// SPDX-License-Identifier: MIT OR Apache-2.0
#![deny(unsafe_code)]
use anyhow::{Context, Result};
use cdn_bundler::{BundlerDriver, SimpleJsBundler};
use cdn_config::{apply_env_overrides, load_config, validate_config};
use cdn_daemon::{build_app, AppState};
use cdn_installer::{Installer, NpmInstaller};
use cdn_orchestrator::spawn;
use cdn_registry::NpmRegistryFetch;
use cdn_store::{LocalFsStore, LocalMetaStore};
use clap::Parser;
use std::path::PathBuf;
use std::sync::Arc;
use tracing::info;
use tracing_subscriber::EnvFilter;

#[derive(Parser, Debug)]
#[command(name = "cdn-daemon", version, about = "HTTP control plane for the CDN build service")]
struct Args {
    /// Bind address.
    #[arg(long, default_value = "127.0.0.1:8787")]
    bind: String,

    /// Directory build artifacts are written under.
    #[arg(long, default_value = "./cdn-daemon-data/artifacts")]
    artifacts_dir: PathBuf,

    /// Directory per-fingerprint metadata is written under.
    #[arg(long, default_value = "./cdn-daemon-data/meta")]
    meta_dir: PathBuf,

    /// Path to a TOML config file.
    #[arg(long)]
    config: Option<PathBuf>,

    /// npm-compatible registry to install packages against.
    #[arg(long, default_value = "https://registry.npmjs.org")]
    registry: String,

    /// Package manager binary to shell out to.
    #[arg(long, default_value = "npm")]
    package_manager: String,

    /// Enable debug logging.
    #[arg(long)]
    debug: bool,
}

#[tokio::main]
async fn main() -> Result<()> {
    let args = Args::parse();

    let filter = if args.debug { EnvFilter::new("cdn=debug,cdn.daemon=debug") } else { EnvFilter::new("cdn=info") };
    tracing_subscriber::fmt().with_env_filter(filter).init();

    let mut config = load_config(args.config.as_deref()).context("load config")?;
    apply_env_overrides(&mut config);
    for warning in validate_config(&config).context("validate config")? {
        tracing::warn!(target: "cdn.daemon", %warning, "configuration warning");
    }

    tokio::fs::create_dir_all(&args.artifacts_dir).await.context("create artifacts dir")?;
    tokio::fs::create_dir_all(&args.meta_dir).await.context("create meta dir")?;

    let fetch: Arc<dyn cdn_registry::PkgFetch> = Arc::new(NpmRegistryFetch::new(args.registry));
    let installer = Installer::with_retry_policy(
        Arc::new(NpmInstaller::new().with_program(args.package_manager)),
        config.install_max_attempts,
        std::time::Duration::from_millis(config.install_retry_pause_ms),
    );
    let bundler_driver = BundlerDriver::new(SimpleJsBundler::new());
    let fs: Arc<dyn cdn_store::FsStore> = Arc::new(LocalFsStore::new(args.artifacts_dir.clone()));
    let meta_store = Arc::new(LocalMetaStore::new(args.meta_dir.clone()));

    let queue = spawn(fetch, installer, bundler_driver, fs.clone(), meta_store, config.clone());
    let state = Arc::new(AppState { queue, fs, config });

    let app = build_app(state);
    let listener = tokio::net::TcpListener::bind(&args.bind).await.with_context(|| format!("bind {}", args.bind))?;
    info!(bind = %args.bind, "cdn-daemon listening");

    axum::serve(listener, app).await.context("serve")
}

^^^^^^^^

What to do:
Restate every entry above word for word.

Exercise response:
// SPDX-License-Identifier: MIT OR Apache-2.0
#![deny(unsafe_code)]
use anyhow::{Context, Result};
use cdn_bundler::{BundlerDriver, SimpleJsBundler};
use cdn_config::{apply_env_overrides, load_config, validate_config};
use cdn_daemon::{build_app, AppState};
use cdn_installer::{Installer, NpmInstaller};
use cdn_orchestrator::spawn;
use cdn_registry::NpmRegistryFetch;
use cdn_store::{LocalFsStore, LocalMetaStore};
use clap::Parser;
use std::path::PathBuf;
use std::sync::Arc;
use tracing::info;
use tracing_subscriber::EnvFilter;

#[derive(Parser, Debug)]
#[command(name = "cdn-daemon", version, about = "HTTP control plane for the CDN build service")]
struct Args {
    /// Bind address.
    #[arg(long, default_value = "127.0.0.1:8787")]
    bind: String,

    /// Directory build artifacts are written under.
    #[arg(long, default_value = "./cdn-daemon-data/artifacts")]
    artifacts_dir: PathBuf,

    /// Directory per-fingerprint metadata is written under.
    #[arg(long, default_value = "./cdn-daemon-data/meta")]
    meta_dir: PathBuf,

    /// Path to a TOML config file.
    #[arg(long)]
    config: Option<PathBuf>,

    /// npm-compatible registry to install packages against.
    #[arg(long, default_value = "https://registry.npmjs.org")]
    registry: String,

    /// Package manager binary to shell out to.
    #[arg(long, default_value = "npm")]
    package_manager: String,

    /// Enable debug logging.
    #[arg(long)]
    debug: bool,
}

#[tokio::main]
async fn main() -> Result<()> {
    let args = Args::parse();

    let filter = if args.debug { EnvFilter::new("cdn=debug,cdn.daemon=debug") } else { EnvFilter::new("cdn=info") };
    tracing_subscriber::fmt().with_env_filter(filter).init();

    let mut config = load_config(args.config.as_deref()).context("load config")?;
    apply_env_overrides(&mut config);
    for warning in validate_config(&config).context("validate config")? {
        tracing::warn!(target: "cdn.daemon", %warning, "configuration warning");
    }

    tokio::fs::create_dir_all(&args.artifacts_dir).await.context("create artifacts dir")?;
    tokio::fs::create_dir_all(&args.meta_dir).await.context("create meta dir")?;

    let fetch: Arc<dyn cdn_registry::PkgFetch> = Arc::new(NpmRegistryFetch::new(args.registry));
    let installer = Installer::with_retry_policy(
        Arc::new(NpmInstaller::new().with_program(args.package_manager)),
        config.install_max_attempts,
        std::time::Duration::from_millis(config.install_retry_pause_ms),
    );
    let bundler_driver = BundlerDriver::new(SimpleJsBundler::new());
    let fs: Arc<dyn cdn_store::FsStore> = Arc::new(LocalFsStore::new(args.artifacts_dir.clone()));
    let meta_store = Arc::new(LocalMetaStore::new(args.meta_dir.clone()));

    let queue = spawn(fetch, installer, bundler_driver, fs.clone(), meta_store, config.clone());
    let state = Arc::new(AppState { queue, fs, config });

    let app = build_app(state);
    let listener = tokio::net::TcpListener::bind(&args.bind).await.with_context(|| format!("bind {}", args.bind))?;
    info!(bind = %args.bind, "cdn-daemon listening");

    axum::serve(listener, app).await.context("serve")
}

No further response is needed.